Pá de cal

Didática e sem nenhuma brecha para interpretações fora da casinha, a peça final de acusação ao núcleo 1 da tentativa de golpe de 2022/23, lida com fleugma britânica pelo PGR  Paulo Gonet, desce uma pá de cal sobre o túmulo dos cadáveres que, em vida, atentaram contra a democracia e a liberdade no Brasil, ao longo do último e infeliz desgoverno que a maioria tresloucada do eleitorado nacional impôs pelo voto ao país. 

Todos, dos eleitores aos malfeitores, sabiam o que queriam ao votar no ex-capitão terrorista e golpista em 2018. Ele nunca escondeu seu intento. Sua eleição não foi um estelionato eleitoral. O estelionato foi, sim, o seu cagaço em levar o golpe adiante após a recusa dos comandantes do Exército e da Aeronáutica. Bastava demiti-los e nomear outros verdadeiramente golpistas como ele aos respectivos  cargos. 

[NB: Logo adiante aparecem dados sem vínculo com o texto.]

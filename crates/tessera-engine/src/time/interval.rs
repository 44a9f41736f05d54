use std::time::{Duration, Instant};

/// Fixed-period timer for paced redraws.
///
/// Fires at most once per [`poll_at`](Self::poll_at). When the owner falls
/// behind by more than one period the missed ticks are dropped rather than
/// delivered in a burst, and the schedule restarts from the late instant.
#[derive(Debug, Clone)]
pub struct IntervalTimer {
    period: Duration,
    deadline: Instant,
}

impl IntervalTimer {
    /// Creates a timer whose first tick is one `period` after `now`.
    ///
    /// A zero period is raised to 1ms so the event loop never spins.
    pub fn new(period: Duration, now: Instant) -> Self {
        let period = period.max(Duration::from_millis(1));
        Self {
            period,
            deadline: now + period,
        }
    }

    pub fn period(&self) -> Duration {
        self.period
    }

    /// Instant of the next tick.
    pub fn deadline(&self) -> Instant {
        self.deadline
    }

    /// Returns `true` if the timer fired at `now`, advancing the deadline.
    pub fn poll_at(&mut self, now: Instant) -> bool {
        if now < self.deadline {
            return false;
        }

        let next = self.deadline + self.period;
        self.deadline = if next <= now { now + self.period } else { next };
        true
    }

    /// Returns `true` if the timer fired, using the current instant.
    pub fn poll(&mut self) -> bool {
        self.poll_at(Instant::now())
    }
}

#[cfg(test)]
mod tests {
    use super::*;

    const MS_15: Duration = Duration::from_millis(15);

    #[test]
    fn does_not_fire_before_deadline() {
        let t0 = Instant::now();
        let mut timer = IntervalTimer::new(MS_15, t0);
        assert!(!timer.poll_at(t0));
        assert!(!timer.poll_at(t0 + Duration::from_millis(14)));
    }

    #[test]
    fn fires_at_deadline_and_reschedules_on_the_grid() {
        let t0 = Instant::now();
        let mut timer = IntervalTimer::new(MS_15, t0);

        // Slightly late wakeups keep the original cadence.
        assert!(timer.poll_at(t0 + Duration::from_millis(16)));
        assert_eq!(timer.deadline(), t0 + Duration::from_millis(30));

        assert!(!timer.poll_at(t0 + Duration::from_millis(20)));
        assert!(timer.poll_at(t0 + Duration::from_millis(30)));
        assert_eq!(timer.deadline(), t0 + Duration::from_millis(45));
    }

    #[test]
    fn fires_once_after_a_long_stall() {
        let t0 = Instant::now();
        let mut timer = IntervalTimer::new(MS_15, t0);

        let late = t0 + Duration::from_millis(200);
        assert!(timer.poll_at(late));
        assert!(!timer.poll_at(late));
        assert_eq!(timer.deadline(), late + MS_15);
    }

    #[test]
    fn zero_period_is_raised() {
        let t0 = Instant::now();
        let timer = IntervalTimer::new(Duration::ZERO, t0);
        assert_eq!(timer.period(), Duration::from_millis(1));
        assert_eq!(timer.deadline(), t0 + Duration::from_millis(1));
    }
}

Gritão mas pusilânime, o ex-capitão capitulou no último ato. O motivo é mais psiquiátrico do que político. Ele tinha o Congresso e o Executivo entre os dedos de sua mão para dar o golpe, mas as pernas, ou as mãos, tremeram. 

Por quê? 

É a pergunta que não quer calar. Não sou psiquiatra nem psicanalista ou padre de confessionário para dizer,  mas posso garantir, com base no Analista de Bagé, de LFV (que Deus o tenha), que o cara que vive alardeando ser o mais imbroxável da paróquia é, na verdade e no mínimo,  um frouxo. 

Quase metade do Brasil não acha, acredita mesmo que está diante do Imbroxável-mór da República, e isto também não é assunto para a Política, talvez seja para a Polícia, mas com certeza o é para a Psiquiatria Social. 

Séculos de escravidão, colonialismo, dominação e frustrações forjaram o DNA dos brasileiros não para a resistência, mas para a subserviência aos poderosos e seus demagogos de plantão. 

A frouxidão é uma marca nacional. Está na malemolência dos macunaímas, dos malandros, dos otários, dos canalhas, dos espertos da classe A, que se formaram em ganhar dinheiro nas costas dos mais fracos. Precisam desses porque são frouxos os que não têm competência para crescerem por si e honestamente. Quanto aos demais, são frouxos por se manterem nesse estado de coisas secular e, para piorar, muitos têm se convertido a essa figura triste e “moderna” do pobre de direita — aquele que vota no candidato do patrão pensando que vai crescer na vida como ele. 

Esses são os eleitores da direita, os que têm medo da vida e confiam que os autoritários e golpistas vão defendê-los e libertá-los. 

O que faltou no relatório de Gonet, por incabível no momento, foi o reconhecimento de que o golpismo está no core, na medula, no DNA de quase metade da população brasileira — o que se vê não só nas pesquisas de opinião, mas na quantidade de votos da direita nas eleições de 2018 e 2022. 

Minha esperança, a poucos meses dos 80 anos de idade, é que a outra metade se imponha novamente e nos salve do caos. 

Nelson Merlin é jornalista aposentado e ainda crente na racionalidade de uma parte consciente da população brasileira.